None of the Dealer Managers, the Tender Agent and any of their respective directors, officers, employees, agents or affiliates assumes any responsibility for the accuracy or completeness of the information concerning the Company, the Notes or the Offers contained in this announcement or in the Tender Offer Memorandum. None of the Company, the Dealer Managers, the Tender Agent, or any director, officer, employee, agent or affiliate of any such person, is acting for any Noteholder, or will be responsible to any Noteholder for providing any protections which would be afforded to its clients or for providing advice in relation to the Offers, and accordingly none of the Company, the Dealer Managers, the Tender Agent, or any director, officer, employee, agent or affiliate of any such person, makes any recommendation as to whether Noteholders should tender Notes in the Offers. None of the Dealer Managers, the Tender Agent nor any of their respective directors, officers, employees, agents or affiliates assumes any responsibility for any failure by the Company to disclose information with regard to the Company or the Notes which is material in the context of the Offers and which is not otherwise publicly available.
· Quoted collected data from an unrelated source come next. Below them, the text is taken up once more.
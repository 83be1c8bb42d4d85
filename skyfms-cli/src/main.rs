//! SkyFMS CLI - run the flight-management core against a live simulator.
//!
//! Binds a UDP socket for the simulator's data output, feeds every
//! decoded sample into the core, and logs a navigation summary at a
//! fixed interval until interrupted.

mod feed;

use std::path::PathBuf;
use std::sync::Arc;
use std::time::Duration;

use clap::Parser;
use tokio::net::UdpSocket;
use tracing::{error, info, warn};
use tracing_subscriber::EnvFilter;

use skyfms::plan::PlanSource;
use skyfms::{Fms, FmsConfig};

use feed::FeedState;

#[derive(Parser, Debug)]
#[command(name = "skyfms", version, about = "Flight-management core runner")]
struct Cli {
    /// Planning-service username to fetch the OFP for
    #[arg(long)]
    simbrief_user: String,

    /// Local OFP cache file (read before fetching, written after)
    #[arg(long)]
    cache_file: Option<PathBuf>,

    /// Skip the cache and always fetch a fresh plan
    #[arg(long)]
    force_download: bool,

    /// UDP address to receive simulator data output on
    #[arg(long, default_value = "0.0.0.0:49000")]
    listen: String,

    /// Seconds between navigation summary log lines
    #[arg(long, default_value_t = 5)]
    status_interval: u64,
}

#[tokio::main]
async fn main() -> std::process::ExitCode {
    tracing_subscriber::fmt()
        .with_env_filter(
            EnvFilter::try_from_default_env().unwrap_or_else(|_| EnvFilter::new("info")),
        )
        .init();

    let cli = Cli::parse();

    let mut source = match PlanSource::new(&cli.simbrief_user) {
        Ok(source) => source,
        Err(e) => {
            error!(error = %e, "Could not build plan source");
            return std::process::ExitCode::FAILURE;
        }
    };
    if let Some(path) = &cli.cache_file {
        source = source.with_cache_file(path);
    }

    let fms = Arc::new(Fms::new(FmsConfig::default()));
    source.spawn_install(Arc::clone(&fms), cli.force_download);

    let socket = match UdpSocket::bind(&cli.listen).await {
        Ok(socket) => socket,
        Err(e) => {
            error!(addr = %cli.listen, error = %e, "Could not bind data-output socket");
            return std::process::ExitCode::FAILURE;
        }
    };
    info!(addr = %cli.listen, "Listening for simulator data output");

    let mut feed_state = FeedState::default();
    let mut buf = [0u8; 2048];
    let mut summary = tokio::time::interval(Duration::from_secs(cli.status_interval.max(1)));

    loop {
        tokio::select! {
            received = socket.recv_from(&mut buf) => {
                match received {
                    Ok((len, _)) => {
                        if feed_state.ingest(&buf[..len]) {
                            fms.update(&feed_state.sample());
                        }
                    }
                    Err(e) => warn!(error = %e, "Data-output receive failed"),
                }
            }
            _ = summary.tick() => {
                log_summary(&fms);
            }
            _ = tokio::signal::ctrl_c() => {
                info!("Shutting down");
                break;
            }
        }
    }

    std::process::ExitCode::SUCCESS
}

fn log_summary(fms: &Fms) {
    let snapshot = fms.snapshot();
    if !snapshot.loaded {
        info!(status = %snapshot.status, "No flight plan");
        return;
    }

    let active_ident = fms
        .legs()
        .get(snapshot.active_index)
        .map(|leg| leg.ident.clone())
        .unwrap_or_default();

    info!(
        route = format!("{}-{}", snapshot.origin_icao, snapshot.destination_icao),
        phase = %snapshot.phase,
        active = %active_ident,
        dist_to_dest_nm = format!("{:.1}", snapshot.dist_to_dest_nm),
        progress_pct = format!("{:.0}", snapshot.progress_pct),
        dist_to_td_nm = format!("{:.1}", snapshot.dist_to_td_nm),
        fuel_pred_kg = format!("{:.0}", snapshot.fuel_pred_dest_kg),
        baro = snapshot.baro_alert_text(),
        "Navigation summary"
    );
}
Offer and distribution restrictions

Neither this announcement, the Tender Offer Memorandum nor the electronic transmission thereof constitutes an offer to buy or the solicitation of an offer to sell Notes (and tenders of Notes in the Offers will not be accepted from Noteholders) in any circumstances in which such offer or solicitation is unlawful. In those jurisdictions where the securities, blue sky or other laws require the Offers to be made by a licensed broker or dealer and any of the Dealer Managers or any of their respective affiliates is such a licensed broker or dealer in any such jurisdiction, the Offers shall be deemed to be made by such Dealer Manager or such affiliate, as the case may be, on behalf of the Company in such jurisdiction.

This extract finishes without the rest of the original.